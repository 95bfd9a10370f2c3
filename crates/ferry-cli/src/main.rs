//! Ferry - archive-and-replace deployments for shared PHP hosting
//!
//! Usage:
//!   ferry deploy <server>     # Package, upload and trigger a release
//!   ferry excludes <server>   # List the effective exclude rules
//!   ferry script              # Print the rendered bootstrap script

use std::path::{Path, PathBuf};

use anyhow::{Context, Result};
use clap::builder::BoolishValueParser;
use clap::{ArgAction, Args, Parser, Subcommand, ValueEnum};
use console::style;
use tracing_subscriber::{layer::SubscriberExt, util::SubscriberInitExt};

use ferry_core::command::ShellRunner;
use ferry_core::config::{
    ConfigStore, FerryConfig, PipelineConfig, RunOptions, SECRETS_FLAG_ENV, bootstrap_script,
};
use ferry_core::pipeline::{DeploymentPipeline, PipelineReport, StageOutcome, StageRecord};
use ferry_core::transport::MountedTransport;
use ferry_core::trigger::HttpTrigger;

#[derive(Parser)]
#[command(name = "ferry")]
#[command(about = "Deploy a PHP application over file transfer", long_about = None)]
struct Cli {
    #[command(subcommand)]
    command: Commands,
}

#[derive(Subcommand)]
enum Commands {
    /// Package the project, upload it and run the remote bootstrap
    Deploy {
        /// Target alias from ferry.toml
        server: String,

        /// Call the migration endpoint after unpacking (1/0, true/false)
        #[arg(long, default_value = "1", value_parser = BoolishValueParser::new(), action = ArgAction::Set)]
        migrate: bool,

        /// Echo hook output and response bodies (1/0, true/false)
        #[arg(long, default_value = "1", value_parser = BoolishValueParser::new(), action = ArgAction::Set)]
        debug: bool,

        #[command(flatten)]
        project: ProjectArgs,

        /// Output format
        #[arg(short, long, default_value = "table")]
        format: OutputFormat,
    },

    /// List the exclude rules a deploy to <server> would apply
    Excludes {
        /// Target alias from ferry.toml
        server: String,

        #[command(flatten)]
        project: ProjectArgs,
    },

    /// Print the bootstrap script that gets uploaded
    Script {
        #[command(flatten)]
        project: ProjectArgs,
    },
}

#[derive(Args)]
struct ProjectArgs {
    /// Project root (defaults to the current directory)
    #[arg(long, default_value = ".")]
    project: PathBuf,

    /// Config file (defaults to <project>/ferry.toml, then the global one)
    #[arg(long)]
    config: Option<PathBuf>,
}

impl ProjectArgs {
    fn root(&self) -> Result<PathBuf> {
        self.project
            .canonicalize()
            .with_context(|| format!("Project root not found: {}", self.project.display()))
    }

    fn load(&self, root: &Path) -> Result<FerryConfig> {
        let store = match &self.config {
            Some(path) => ConfigStore::from_path(path.clone()),
            None => ConfigStore::discover(root),
        };
        match store.config_path() {
            Some(path) => tracing::debug!(path = %path.display(), "loading config"),
            None => tracing::debug!("no ferry.toml found, using defaults"),
        }
        store.load()
    }
}

#[derive(Clone, Copy, ValueEnum, Default)]
enum OutputFormat {
    /// Human-readable table
    #[default]
    Table,
    /// Machine-readable JSON
    Json,
}

fn main() -> Result<()> {
    let cli = Cli::parse();

    let debug = matches!(cli.command, Commands::Deploy { debug: true, .. });
    let default_filter = if debug { "ferry=debug,info" } else { "ferry=info" };
    tracing_subscriber::registry()
        .with(
            tracing_subscriber::EnvFilter::try_from_default_env()
                .unwrap_or_else(|_| default_filter.into()),
        )
        .with(tracing_subscriber::fmt::layer().with_writer(std::io::stderr))
        .init();

    run_cli(cli.command)
}

fn run_cli(command: Commands) -> Result<()> {
    match command {
        Commands::Deploy {
            server,
            migrate,
            debug,
            project,
            format,
        } => run_deploy(server, migrate, debug, project, format),
        Commands::Excludes { server, project } => run_excludes(server, project),
        Commands::Script { project } => run_script(project),
    }
}

fn run_deploy(
    server: String,
    migrate: bool,
    debug: bool,
    project: ProjectArgs,
    format: OutputFormat,
) -> Result<()> {
    let root = project.root()?;
    let config = project.load(&root)?;
    let options = RunOptions::new(server)
        .with_migrate(migrate)
        .with_debug(debug)
        .with_secrets_flag_from_env();
    let pipeline_config = PipelineConfig::from_config(&config, &root, &options)?;

    let transport = MountedTransport::new(
        pipeline_config.target.alias.clone(),
        pipeline_config.mount_root.clone(),
    );
    let trigger = HttpTrigger::new(pipeline_config.timeout)?;
    let runner = ShellRunner::new(&root);

    let report = DeploymentPipeline::new(&pipeline_config, &transport, &trigger, &runner).run();

    match format {
        OutputFormat::Table => print_report(&report, &pipeline_config),
        OutputFormat::Json => println!("{}", serde_json::to_string_pretty(&report)?),
    }

    if !report.is_done() {
        anyhow::bail!(
            "Deployment to '{}' aborted: {}",
            report.target,
            report.error.as_deref().unwrap_or("unknown error")
        );
    }
    Ok(())
}

fn print_report(report: &PipelineReport, config: &PipelineConfig) {
    println!();
    println!(
        "{} {}",
        style("Deployment to").bold(),
        style(&report.target).bold().cyan()
    );

    for record in &report.stages {
        print_stage(record);
    }

    if let Some(artifact) = &report.artifact {
        println!();
        println!(
            "  Archive:  {} ({} files, {} bytes)",
            artifact.path.display(),
            artifact.entries,
            artifact.bytes
        );
        println!("  Digest:   {}", style(&artifact.digest).dim());
    }
    if let Some(release) = &report.release {
        let dirty = if release.dirty { " (uncommitted changes)" } else { "" };
        println!("  Commit:   {}{}", release.commit, style(dirty).yellow());
    }

    println!();
    if report.is_done() {
        let warnings = report.warnings().len();
        if warnings == 0 {
            println!("{}", style("✓ Done").green().bold());
        } else {
            println!(
                "{} with {} warning(s)",
                style("✓ Done").green().bold(),
                warnings
            );
        }
    } else {
        println!("{}", style("✗ Aborted").red().bold());
    }

    if report.bootstrap_exposed {
        println!(
            "{} {} may still be reachable on the server; delete it by hand",
            style("⚠").red().bold(),
            config.remote_script_path()
        );
    }
}

fn print_stage(record: &StageRecord) {
    let marker = match record.outcome {
        StageOutcome::Succeeded => style("✓").green(),
        StageOutcome::Warning => style("⚠").yellow(),
        StageOutcome::Failed => style("✗").red(),
    };
    let elapsed = (record.finished_at - record.started_at).num_milliseconds();
    println!(
        "{} {:<16} {}",
        marker,
        record.stage.to_string(),
        style(format!("{}ms", elapsed)).dim()
    );
    for note in &record.notes {
        println!("    {}", note);
    }
    for error in &record.errors {
        println!("    {}", style(error).yellow());
    }
}

fn run_excludes(server: String, project: ProjectArgs) -> Result<()> {
    let root = project.root()?;
    let config = project.load(&root)?;
    let options = RunOptions::new(server).with_secrets_flag_from_env();
    let pipeline_config = PipelineConfig::from_config(&config, &root, &options)?;

    let rules = pipeline_config.effective_excludes();
    for pattern in rules.patterns() {
        println!("{}", pattern);
    }
    if pipeline_config.ship_secrets {
        println!(
            "{} {} is set; {} will be shipped",
            style("•").dim(),
            SECRETS_FLAG_ENV,
            pipeline_config.secrets_file
        );
    }
    Ok(())
}

fn run_script(project: ProjectArgs) -> Result<()> {
    let root = project.root()?;
    let config = project.load(&root)?;
    config.validate()?;
    print!("{}", bootstrap_script(&config.deploy).render());
    Ok(())
}

#[cfg(test)]
mod tests {
    use super::*;

    #[test]
    fn deploy_defaults_to_debug_and_migrate() {
        let cli = Cli::try_parse_from(["ferry", "deploy", "stagingFTP"]).unwrap();
        match cli.command {
            Commands::Deploy {
                server,
                migrate,
                debug,
                ..
            } => {
                assert_eq!(server, "stagingFTP");
                assert!(migrate);
                assert!(debug);
            }
            _ => panic!("expected deploy"),
        }
    }

    #[test]
    fn deploy_accepts_numeric_switches() {
        let cli = Cli::try_parse_from([
            "ferry",
            "deploy",
            "stagingFTP",
            "--migrate",
            "0",
            "--debug",
            "false",
        ])
        .unwrap();
        match cli.command {
            Commands::Deploy { migrate, debug, .. } => {
                assert!(!migrate);
                assert!(!debug);
            }
            _ => panic!("expected deploy"),
        }
    }

    #[test]
    fn deploy_requires_server() {
        assert!(Cli::try_parse_from(["ferry", "deploy"]).is_err());
    }

    #[test]
    fn deploy_with_format_json_parses() {
        let cli =
            Cli::try_parse_from(["ferry", "deploy", "prod", "--format", "json"]).unwrap();
        assert!(matches!(
            cli.command,
            Commands::Deploy {
                format: OutputFormat::Json,
                ..
            }
        ));
    }

    #[test]
    fn excludes_with_project_and_config_parses() {
        let cli = Cli::try_parse_from([
            "ferry",
            "excludes",
            "stagingFTP",
            "--project",
            "/srv/app",
            "--config",
            "/etc/ferry.toml",
        ])
        .unwrap();
        match cli.command {
            Commands::Excludes { server, project } => {
                assert_eq!(server, "stagingFTP");
                assert_eq!(project.project, PathBuf::from("/srv/app"));
                assert_eq!(project.config, Some(PathBuf::from("/etc/ferry.toml")));
            }
            _ => panic!("expected excludes"),
        }
    }

    #[test]
    fn script_parses_without_arguments() {
        let cli = Cli::try_parse_from(["ferry", "script"]).unwrap();
        assert!(matches!(cli.command, Commands::Script { .. }));
    }
}
//! The resolved, immutable configuration of one deployment run.

use std::path::{Path, PathBuf};
use std::time::Duration;

use crate::exclude::ExcludeRuleSet;
use crate::lock::LOCK_FILE_NAME;
use crate::script::{BootstrapScript, HostingPatch};
use crate::secrets::is_truthy;
use crate::transport::DeploymentTarget;

use super::{CONFIG_FILE_NAME, DeploySettings, FerryConfig};

/// Environment flag that ships the secrets file inside the archive.
pub const SECRETS_FLAG_ENV: &str = "ENV_DEPLOY";

/// Per-invocation switches from the command line and environment.
#[derive(Debug, Clone, PartialEq, Eq)]
pub struct RunOptions {
    pub target: String,
    pub debug: bool,
    pub migrate: bool,
    pub ship_secrets: bool,
}

impl RunOptions {
    pub fn new(target: impl Into<String>) -> Self {
        Self {
            target: target.into(),
            debug: true,
            migrate: true,
            ship_secrets: false,
        }
    }

    pub fn with_debug(mut self, debug: bool) -> Self {
        self.debug = debug;
        self
    }

    pub fn with_migrate(mut self, migrate: bool) -> Self {
        self.migrate = migrate;
        self
    }

    pub fn with_ship_secrets(mut self, ship_secrets: bool) -> Self {
        self.ship_secrets = ship_secrets;
        self
    }

    /// Read [`SECRETS_FLAG_ENV`] from the process environment.
    pub fn with_secrets_flag_from_env(self) -> Self {
        let flag = std::env::var(SECRETS_FLAG_ENV)
            .map(|v| is_truthy(&v))
            .unwrap_or(false);
        self.with_ship_secrets(flag)
    }
}

#[derive(Debug, Clone)]
pub struct PipelineConfig {
    pub project_root: PathBuf,
    pub target: DeploymentTarget,
    /// Local mount point of the target's remote disk.
    pub mount_root: PathBuf,
    /// Rules before the secrets flag is applied.
    pub excludes: ExcludeRuleSet,
    pub secrets_file: String,
    pub ship_secrets: bool,
    pub storage_dir: PathBuf,
    pub archive_name: String,
    pub script_name: String,
    pub before: Vec<String>,
    pub clean_local_archive: bool,
    pub token_length: usize,
    pub timeout: Option<Duration>,
    pub migrate: bool,
    pub migrate_path: String,
    pub migrate_flags: Vec<String>,
    pub debug: bool,
    pub bootstrap: BootstrapScript,
}

impl PipelineConfig {
    /// Resolve `options.target` against `config`.
    pub fn from_config(
        config: &FerryConfig,
        project_root: &Path,
        options: &RunOptions,
    ) -> anyhow::Result<Self> {
        config.validate()?;

        let target_config = config.target(&options.target).ok_or_else(|| {
            let known: Vec<&str> = config.targets.keys().map(String::as_str).collect();
            if known.is_empty() {
                anyhow::anyhow!(
                    "Unknown target '{}': no targets configured in ferry.toml",
                    options.target
                )
            } else {
                anyhow::anyhow!(
                    "Unknown target '{}'. Configured targets: {}",
                    options.target,
                    known.join(", ")
                )
            }
        })?;

        let deploy = &config.deploy;
        let target = DeploymentTarget {
            alias: options.target.clone(),
            base_path: target_config.base_path.clone(),
            hostname: target_config.hostname.clone(),
            scheme: target_config.scheme.clone(),
            public_dir: deploy.public_dir.clone(),
        };

        Ok(Self {
            project_root: project_root.to_path_buf(),
            target,
            mount_root: project_root.join(&target_config.root),
            excludes: exclude_rules(config),
            secrets_file: deploy.secrets_file.clone(),
            ship_secrets: options.ship_secrets,
            storage_dir: project_root.join(&deploy.storage_dir),
            archive_name: deploy.archive_name.clone(),
            script_name: deploy.script_name.clone(),
            before: deploy.before.clone(),
            clean_local_archive: deploy.clean_local_archive,
            token_length: deploy.token_length,
            timeout: deploy.timeout_secs.map(Duration::from_secs),
            migrate: options.migrate,
            migrate_path: deploy.migrate_path.clone(),
            migrate_flags: deploy.migrate_flags.clone(),
            debug: options.debug,
            bootstrap: bootstrap_script(deploy),
        })
    }

    pub fn secrets_path(&self) -> PathBuf {
        self.project_root.join(&self.secrets_file)
    }

    pub fn artifact_path(&self) -> PathBuf {
        self.storage_dir.join(&self.archive_name)
    }

    pub fn lock_path(&self) -> PathBuf {
        self.storage_dir.join(LOCK_FILE_NAME)
    }

    pub fn remote_archive_path(&self) -> String {
        self.target.project_path(&self.archive_name)
    }

    pub fn remote_script_path(&self) -> String {
        self.target.public_path(&self.script_name)
    }

    /// Rules used for this run, with the secrets file let through when
    /// `ship_secrets` is set.
    pub fn effective_excludes(&self) -> ExcludeRuleSet {
        let mut rules = self.excludes.clone();
        if self.ship_secrets {
            rules.remove(&self.secrets_file);
        }
        rules
    }
}

/// The bootstrap script described by `[deploy]`.
pub fn bootstrap_script(deploy: &DeploySettings) -> BootstrapScript {
    let hosting_patch = deploy.hosting_patch.as_ref().map(|p| HostingPatch {
        file: p.file.clone(),
        search: p.search.clone(),
        replace: p.replace.clone(),
    });
    BootstrapScript::new(deploy.archive_name.clone())
        .with_runtime_dirs(deploy.runtime_dirs.clone())
        .with_hosting_patch(hosting_patch)
}

/// Default rules plus the project config file, adjusted by the `[excludes]` table.
pub fn exclude_rules(config: &FerryConfig) -> ExcludeRuleSet {
    let mut rules = ExcludeRuleSet::defaults(&config.deploy.secrets_file);
    rules.add(CONFIG_FILE_NAME);
    for pattern in &config.excludes.remove {
        rules.remove(pattern);
    }
    for pattern in &config.excludes.add {
        rules.add(pattern.as_str());
    }
    rules
}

▶ _EXERCISE GOAL_: Could you copy exactly the lines from the first line of the records above through the line containing "#[derive(Parser)]", both included, and nothing else?

▶ _RESULT OF THIS EXERCISE_:
repository 95bfd9a10370f2c3
filename crates/ferry-cli/src/main.rs
//! Ferry - archive-and-replace deployments for shared PHP hosting
//!
//! Usage:
//!   ferry deploy <server>     # Package, upload and trigger a release
//!   ferry excludes <server>   # List the effective exclude rules
//!   ferry script              # Print the rendered bootstrap script

use std::path::{Path, PathBuf};

use anyhow::{Context, Result};
use clap::builder::BoolishValueParser;
use clap::{ArgAction, Args, Parser, Subcommand, ValueEnum};
use console::style;
use tracing_subscriber::{layer::SubscriberExt, util::SubscriberInitExt};

use ferry_core::command::ShellRunner;
use ferry_core::config::{
    ConfigStore, FerryConfig, PipelineConfig, RunOptions, SECRETS_FLAG_ENV, bootstrap_script,
};
use ferry_core::pipeline::{DeploymentPipeline, PipelineReport, StageOutcome, StageRecord};
use ferry_core::transport::MountedTransport;
use ferry_core::trigger::HttpTrigger;

#[derive(Parser)]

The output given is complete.